▶ [Exercise brief]:
Look through the data below, and copy each line that carries the word "contains".

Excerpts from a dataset
=-=-=-=-=
//! Health checking for backend servers.

mod checker;
mod passive;

pub use checker::{HealthChecker, HealthReporter, ProbeSettings};
pub use passive::FailureReporter;
//! Backend server records owned by the registry.

use crate::transport::Connection;
use std::fmt;
use std::sync::Arc;
use std::sync::atomic::{AtomicU64, Ordering};
use std::time::Instant;

/// Liveness of a server as last reported by the health checker.
#[derive(Debug, Clone, Copy, PartialEq, Eq, Hash)]
pub enum HealthStatus {
    Healthy,
    Unhealthy,
    Unknown,
}

impl HealthStatus {
    pub fn as_str(&self) -> &'static str {
        match self {
            HealthStatus::Healthy => "healthy",
            HealthStatus::Unhealthy => "unhealthy",
            HealthStatus::Unknown => "unknown",
        }
    }
}

impl fmt::Display for HealthStatus {
    fn fmt(&self, f: &mut fmt::Formatter<'_>) -> fmt::Result {
        f.write_str(self.as_str())
    }
}

/// In-flight call counter of one server instance.
///
/// Shared with every [`SelectedServer`] handed out for that instance, so a
/// call always settles against the server it started on, even after the id
/// has been removed and registered again.
#[derive(Debug, Clone, Default)]
pub(crate) struct ConnectionCount(Arc<AtomicU64>);

impl ConnectionCount {
    pub(crate) fn get(&self) -> u64 {
        self.0.load(Ordering::Acquire)
    }

    pub(crate) fn increment(&self) -> u64 {
        self.0.fetch_add(1, Ordering::AcqRel) + 1
    }

    /// Decrement, clamping at zero. Returns the new count.
    pub(crate) fn decrement(&self) -> u64 {
        let previous = self
            .0
            .fetch_update(Ordering::AcqRel, Ordering::Acquire, |n| {
                Some(n.saturating_sub(1))
            })
            .unwrap_or(0);
        previous.saturating_sub(1)
    }

    /// True if both handles count for the same server instance.
    pub(crate) fn same_instance(&self, other: &ConnectionCount) -> bool {
        Arc::ptr_eq(&self.0, &other.0)
    }
}

/// One backend endpoint.
///
/// Identity, target and weight never change after creation. The in-flight
/// counter is atomic so it can move under the registry's read lock; health
/// only changes under the write lock. `generation` tells apart servers
/// registered under the same id at different times.
pub struct Server {
    id: String,
    generation: u64,
    address: String,
    port: u16,
    weight: u32,
    connections: ConnectionCount,
    health: HealthStatus,
    last_health_change: Instant,
    connection: Arc<dyn Connection>,
}

impl Server {
    pub(crate) fn new(
        id: String,
        generation: u64,
        address: String,
        port: u16,
        weight: u32,
        connection: Arc<dyn Connection>,
    ) -> Self {
        Self {
            id,
            generation,
            address,
            port,
            weight,
            connections: ConnectionCount::default(),
            health: HealthStatus::Unknown,
            last_health_change: Instant::now(),
            connection,
        }
    }

    pub fn id(&self) -> &str {
        &self.id
    }

    pub(crate) fn generation(&self) -> u64 {
        self.generation
    }

    pub fn address(&self) -> &str {
        &self.address
    }

    pub fn port(&self) -> u16 {
        self.port
    }

    pub fn weight(&self) -> u32 {
        self.weight
    }

    /// Calls currently in flight on this server.
    pub fn connections(&self) -> u64 {
        self.connections.get()
    }

    pub fn health(&self) -> HealthStatus {
        self.health
    }

    pub fn is_healthy(&self) -> bool {
        self.health == HealthStatus::Healthy
    }

    pub fn last_health_change(&self) -> Instant {
        self.last_health_change
    }

    pub(crate) fn connection(&self) -> &Arc<dyn Connection> {
        &self.connection
    }

    pub(crate) fn connection_count(&self) -> &ConnectionCount {
        &self.connections
    }

    pub(crate) fn increment_connections(&self) -> u64 {
        self.connections.increment()
    }

    /// Decrement, clamping at zero. Returns the new count.
    pub(crate) fn decrement_connections(&self) -> u64 {
        self.connections.decrement()
    }

    /// Apply a health report. Returns true if the status changed.
    pub(crate) fn set_health(&mut self, status: HealthStatus) -> bool {
        if self.health == status {
            return false;
        }
        self.health = status;
        self.last_health_change = Instant::now();
        true
    }
}

impl fmt::Debug for Server {
    fn fmt(&self, f: &mut fmt::Formatter<'_>) -> fmt::Result {
        f.debug_struct("Server")
            .field("id", &self.id)
            .field("address", &self.address)
            .field("port", &self.port)
            .field("weight", &self.weight)
            .field("connections", &self.connections())
            .field("health", &self.health)
            .finish_non_exhaustive()
    }
}

/// A server chosen by [`ServerRegistry::select`](crate::registry::ServerRegistry::select).
///
/// Carries a clone of the server's connection handle so the call can run
/// without holding any registry lock.
#[derive(Clone)]
pub struct SelectedServer {
    id: String,
    address: String,
    port: u16,
    connection: Arc<dyn Connection>,
    connections: ConnectionCount,
}

impl SelectedServer {
    pub fn id(&self) -> &str {
        &self.id
    }

    pub fn address(&self) -> &str {
        &self.address
    }

    pub fn port(&self) -> u16 {
        self.port
    }

    pub fn connection(&self) -> &Arc<dyn Connection> {
        &self.connection
    }

    pub(crate) fn connection_count(&self) -> &ConnectionCount {
        &self.connections
    }
}

impl From<&Server> for SelectedServer {
    fn from(server: &Server) -> Self {
        Self {
            id: server.id.clone(),
            address: server.address.clone(),
            port: server.port,
            connection: Arc::clone(&server.connection),
            connections: server.connections.clone(),
        }
    }
}

impl fmt::Debug for SelectedServer {
    fn fmt(&self, f: &mut fmt::Formatter<'_>) -> fmt::Result {
        f.debug_struct("SelectedServer")
            .field("id", &self.id)
            .field("address", &self.address)
            .field("port", &self.port)
            .finish_non_exhaustive()
    }
}
//! The capability every registered concrete type provides.

use std::any::{self, Any};

use serde::de::DeserializeOwned;
use serde::Serialize;
use serde_json::Value;

/// A concrete type that a [`PolyType`](crate::PolyType) can hold.
///
/// Implemented for every `Serialize + DeserializeOwned + Send + Sync + 'static`
/// type, so client code only derives `serde` traits on its variants.
pub trait Variant: erased_serde::Serialize + Any + Send + Sync {
    /// Decodes `payload` into `self`.
    ///
    /// Fields present in `payload` overwrite the current ones; fields it
    /// omits keep the values `self` already holds.
    fn decode_from(&mut self, payload: &Value) -> Result<(), serde_json::Error>;

    /// Rust type name of the concrete variant, for diagnostics.
    fn variant_name(&self) -> &'static str;

    fn as_any(&self) -> &dyn Any;

    fn as_any_mut(&mut self) -> &mut dyn Any;

    fn into_any(self: Box<Self>) -> Box<dyn Any>;
}

erased_serde::serialize_trait_object!(Variant);

impl<T> Variant for T
where
    T: Serialize + DeserializeOwned + Send + Sync + 'static,
{
    fn decode_from(&mut self, payload: &Value) -> Result<(), serde_json::Error> {
        // A current value that does not encode as JSON cannot be merged.
        let merged = match serde_json::to_value(&*self) {
            Ok(mut current) => {
                overlay(&mut current, payload);
                current
            }
            Err(_) => payload.clone(),
        };
        *self = T::deserialize(merged)?;
        Ok(())
    }

    fn variant_name(&self) -> &'static str {
        any::type_name::<T>()
    }

    fn as_any(&self) -> &dyn Any {
        self
    }

    fn as_any_mut(&mut self) -> &mut dyn Any {
        self
    }

    fn into_any(self: Box<Self>) -> Box<dyn Any> {
        self
    }
}

/// Merges `payload` over `target`: objects merge key by key, recursively;
/// anything else replaces.
fn overlay(target: &mut Value, payload: &Value) {
    match (target, payload) {
        (Value::Object(current), Value::Object(fields)) => {
            for (key, value) in fields {
                match current.get_mut(key) {
                    Some(slot) => overlay(slot, value),
                    None => {
                        current.insert(key.clone(), value.clone());
                    }
                }
            }
        }
        (target, payload) => *target = payload.clone(),
    }
}

impl<'a> dyn Variant + 'a {
    /// Returns `true` if the held concrete type is `T`.
    pub fn is<T: Variant>(&self) -> bool {
        self.as_any().is::<T>()
    }

    pub fn downcast_ref<T: Variant>(&self) -> Option<&T> {
        self.as_any().downcast_ref::<T>()
    }

    pub fn downcast_mut<T: Variant>(&mut self) -> Option<&mut T> {
        self.as_any_mut().downcast_mut::<T>()
    }
}

impl dyn Variant {
    /// Recovers the concrete box, or gives the original back on mismatch.
    pub fn downcast<T: Variant>(self: Box<Self>) -> Result<Box<T>, Box<dyn Variant>> {
        if self.is::<T>() {
            match self.into_any().downcast::<T>() {
                Ok(concrete) => Ok(concrete),
                Err(_) => unreachable!("type checked above"),
            }
        } else {
            Err(self)
        }
    }
}
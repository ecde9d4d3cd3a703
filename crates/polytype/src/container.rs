//! The polymorphic container.

use std::fmt;

use serde::de::Error as _;
use serde::{Deserialize, Deserializer, Serialize, Serializer};
use serde_json::Value;

use crate::error::PolyTypeError;
use crate::global;
use crate::registry::Registry;
use crate::variant::Variant;

/// Holds one value whose concrete type was chosen by a `"type"` field.
///
/// Decoding reads the discriminator, builds the registered variant and
/// decodes the whole object into it. Encoding writes the held value alone,
/// without the discriminator. An empty container encodes as `null`; decoding
/// `null` fails like any other non-object input (use `Option<PolyType>` for
/// nullable slots).
///
/// The input is buffered as a [`serde_json::Value`], so integers outside the
/// `i64`/`u64` range reach the variant as `f64`.
///
/// Because `PolyType` implements the `serde` traits it can sit anywhere in a
/// derived structure: as a field, in a `Vec`, in a map, at any depth.
#[derive(Default)]
pub struct PolyType {
    value: Option<Box<dyn Variant>>,
}

impl PolyType {
    /// An empty container.
    pub fn new() -> Self {
        Self::default()
    }

    pub fn with_value<T: Variant>(value: T) -> Self {
        Self {
            value: Some(Box::new(value)),
        }
    }

    /// Decodes JSON bytes using the active registry.
    pub fn decode(bytes: &[u8]) -> Result<Self, PolyTypeError> {
        Self::decode_with(&global::active(), bytes)
    }

    /// Decodes JSON bytes using `registry`.
    pub fn decode_with(registry: &Registry, bytes: &[u8]) -> Result<Self, PolyTypeError> {
        let payload: Value = serde_json::from_slice(bytes).map_err(PolyTypeError::MalformedInput)?;
        Self::from_json(registry, &payload)
    }

    /// Decodes an already parsed JSON value using `registry`.
    pub fn from_json(registry: &Registry, payload: &Value) -> Result<Self, PolyTypeError> {
        Ok(Self {
            value: Some(registry.resolve(payload)?),
        })
    }

    pub fn encode(&self) -> serde_json::Result<Vec<u8>> {
        serde_json::to_vec(self)
    }

    pub fn encode_to_string(&self) -> serde_json::Result<String> {
        serde_json::to_string(self)
    }

    pub fn value(&self) -> Option<&(dyn Variant + 'static)> {
        self.value.as_deref()
    }

    pub fn value_mut(&mut self) -> Option<&mut (dyn Variant + 'static)> {
        self.value.as_deref_mut()
    }

    pub fn set_value<T: Variant>(&mut self, value: T) {
        self.value = Some(Box::new(value));
    }

    pub fn set_boxed(&mut self, value: Box<dyn Variant>) {
        self.value = Some(value);
    }

    pub fn take(&mut self) -> Option<Box<dyn Variant>> {
        self.value.take()
    }

    pub fn clear(&mut self) {
        self.value = None;
    }

    pub fn is_empty(&self) -> bool {
        self.value.is_none()
    }

    pub fn into_inner(self) -> Option<Box<dyn Variant>> {
        self.value
    }

    pub fn is<T: Variant>(&self) -> bool {
        self.value().is_some_and(|value| value.is::<T>())
    }

    pub fn downcast_ref<T: Variant>(&self) -> Option<&T> {
        self.value()?.downcast_ref::<T>()
    }

    pub fn downcast_mut<T: Variant>(&mut self) -> Option<&mut T> {
        self.value_mut()?.downcast_mut::<T>()
    }
}

impl From<Box<dyn Variant>> for PolyType {
    fn from(value: Box<dyn Variant>) -> Self {
        Self { value: Some(value) }
    }
}

impl Serialize for PolyType {
    fn serialize<S: Serializer>(&self, serializer: S) -> Result<S::Ok, S::Error> {
        match &self.value {
            Some(value) => value.serialize(serializer),
            None => serializer.serialize_none(),
        }
    }
}

impl<'de> Deserialize<'de> for PolyType {
    fn deserialize<D: Deserializer<'de>>(deserializer: D) -> Result<Self, D::Error> {
        let payload = Value::deserialize(deserializer)?;
        Self::from_json(&global::active(), &payload).map_err(D::Error::custom)
    }
}

impl fmt::Debug for PolyType {
    fn fmt(&self, f: &mut fmt::Formatter<'_>) -> fmt::Result {
        match &self.value {
            Some(value) => match serde_json::to_string(value) {
                Ok(json) => write!(f, "PolyType({} {json})", value.variant_name()),
                Err(_) => f
                    .debug_tuple("PolyType")
                    .field(&value.variant_name())
                    .finish(),
            },
            None => f.write_str("PolyType(None)"),
        }
    }
}
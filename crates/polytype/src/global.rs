//! The registry consulted by [`PolyType`](crate::PolyType)'s `Deserialize`
//! impl.
//!
//! A thread may activate an explicit registry with [`with_registry`];
//! otherwise the process-wide default registry is used. The default registry
//! starts with every [`register_variant!`](crate::register_variant)
//! submission and grows through [`register`] and [`register_default`].

use std::any;
use std::cell::RefCell;
use std::sync::{Arc, LazyLock, PoisonError, RwLock};

use crate::registry::Registry;
use crate::variant::Variant;

/// A link-time registration collected by [`register_variant!`](crate::register_variant).
pub struct VariantRegistration {
    discriminator: &'static str,
    factory: fn() -> Box<dyn Variant>,
    variant_name: fn() -> &'static str,
}

impl VariantRegistration {
    pub const fn new(
        discriminator: &'static str,
        factory: fn() -> Box<dyn Variant>,
        variant_name: fn() -> &'static str,
    ) -> Self {
        Self {
            discriminator,
            factory,
            variant_name,
        }
    }
}

inventory::collect!(VariantRegistration);

#[doc(hidden)]
pub fn default_factory<T: Variant + Default>() -> Box<dyn Variant> {
    Box::new(T::default())
}

#[doc(hidden)]
pub fn type_name_of<T>() -> &'static str {
    any::type_name::<T>()
}

static DEFAULT: LazyLock<RwLock<Arc<Registry>>> = LazyLock::new(|| {
    let mut registry = Registry::new();
    for entry in inventory::iter::<VariantRegistration> {
        registry.insert(
            entry.discriminator.to_owned(),
            Arc::new(entry.factory),
            (entry.variant_name)(),
        );
    }
    RwLock::new(Arc::new(registry))
});

thread_local! {
    static SCOPED: RefCell<Option<Arc<Registry>>> = const { RefCell::new(None) };
}

/// Registers `factory` under `discriminator` in the default registry.
///
/// # Panics
///
/// Panics on an empty or duplicate discriminator, like
/// [`Registry::register`].
pub fn register<T, F>(discriminator: impl Into<String>, factory: F)
where
    T: Variant,
    F: Fn() -> T + Send + Sync + 'static,
{
    let mut current = DEFAULT.write().unwrap_or_else(PoisonError::into_inner);
    Arc::make_mut(&mut current).register(discriminator, factory);
}

/// Registers `T::default` under `discriminator` in the default registry.
pub fn register_default<T>(discriminator: impl Into<String>)
where
    T: Variant + Default,
{
    register(discriminator, T::default);
}

/// Snapshot of the default registry.
///
/// # Panics
///
/// The first call panics if two [`register_variant!`] entries share a
/// discriminator.
pub fn global() -> Arc<Registry> {
    Arc::clone(&DEFAULT.read().unwrap_or_else(PoisonError::into_inner))
}

/// Runs `f` with `registry` active on the current thread.
///
/// Scopes nest; the previous registry is restored when `f` returns or
/// unwinds.
pub fn with_registry<R>(registry: &Arc<Registry>, f: impl FnOnce() -> R) -> R {
    let previous = SCOPED.with(|scoped| scoped.replace(Some(Arc::clone(registry))));
    let _restore = Restore(previous);
    f()
}

struct Restore(Option<Arc<Registry>>);

impl Drop for Restore {
    fn drop(&mut self) {
        let previous = self.0.take();
        SCOPED.with(|scoped| *scoped.borrow_mut() = previous);
    }
}

/// The registry decoding should use on this thread right now.
pub(crate) fn active() -> Arc<Registry> {
    SCOPED
        .with(|scoped| scoped.borrow().clone())
        .unwrap_or_else(global)
}

/// Registers a `Default` variant under a discriminator at link time.
///
/// The registration is installed into the default registry the first time
/// it is used.
///
/// ```
/// use serde::{Deserialize, Serialize};
///
/// #[derive(Default, Serialize, Deserialize)]
/// struct Circle {
///     radius: f64,
/// }
///
/// polytype::register_variant!(Circle, "circle");
///
/// fn main() {
///     assert!(polytype::global().contains("circle"));
/// }
/// ```
#[macro_export]
macro_rules! register_variant {
    ($ty:ty, $discriminator:expr $(,)?) => {
        $crate::inventory::submit! {
            $crate::VariantRegistration::new(
                $discriminator,
                $crate::__private::default_factory::<$ty>,
                $crate::__private::type_name_of::<$ty>,
            )
        }
    };
}

#[cfg(test)]
mod tests {
    use super::*;
    use serde::{Deserialize, Serialize};
    use std::panic::AssertUnwindSafe;

    #[derive(Debug, Default, PartialEq, Serialize, Deserialize)]
    struct Marker {
        id: u32,
    }

    crate::register_variant!(Marker, "global-tests-marker");

    #[test]
    fn link_time_registration_is_installed() {
        assert!(global().contains("global-tests-marker"));
    }

    #[test]
    fn runtime_registration_is_visible_in_new_snapshots() {
        let before = global();
        register_default::<Marker>("global-tests-runtime");
        assert!(!before.contains("global-tests-runtime"));
        assert!(global().contains("global-tests-runtime"));
    }

    #[test]
    fn scopes_nest_and_restore() {
        let mut outer = Registry::new();
        outer.register_default::<Marker>("outer");
        let outer = Arc::new(outer);
        let inner = Arc::new(Registry::new());

        with_registry(&outer, || {
            assert!(active().contains("outer"));
            with_registry(&inner, || assert!(active().is_empty()));
            assert!(active().contains("outer"));
        });
        assert!(active().contains("global-tests-marker"));
    }

    #[test]
    fn scope_is_restored_after_panic() {
        let scoped = Arc::new(Registry::new());
        let result = std::panic::catch_unwind(AssertUnwindSafe(|| {
            with_registry(&scoped, || panic!("boom"));
        }));
        assert!(result.is_err());
        assert!(active().contains("global-tests-marker"));
    }
}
=-=-=-=-=
▶ [Solution to the exercise]:
///     assert!(polytype::global().contains("circle"));
        assert!(global().contains("global-tests-marker"));
        assert!(!before.contains("global-tests-runtime"));
        assert!(global().contains("global-tests-runtime"));
            assert!(active().contains("outer"));
            assert!(active().contains("outer"));
        assert!(active().contains("global-tests-marker"));
        assert!(active().contains("global-tests-marker"));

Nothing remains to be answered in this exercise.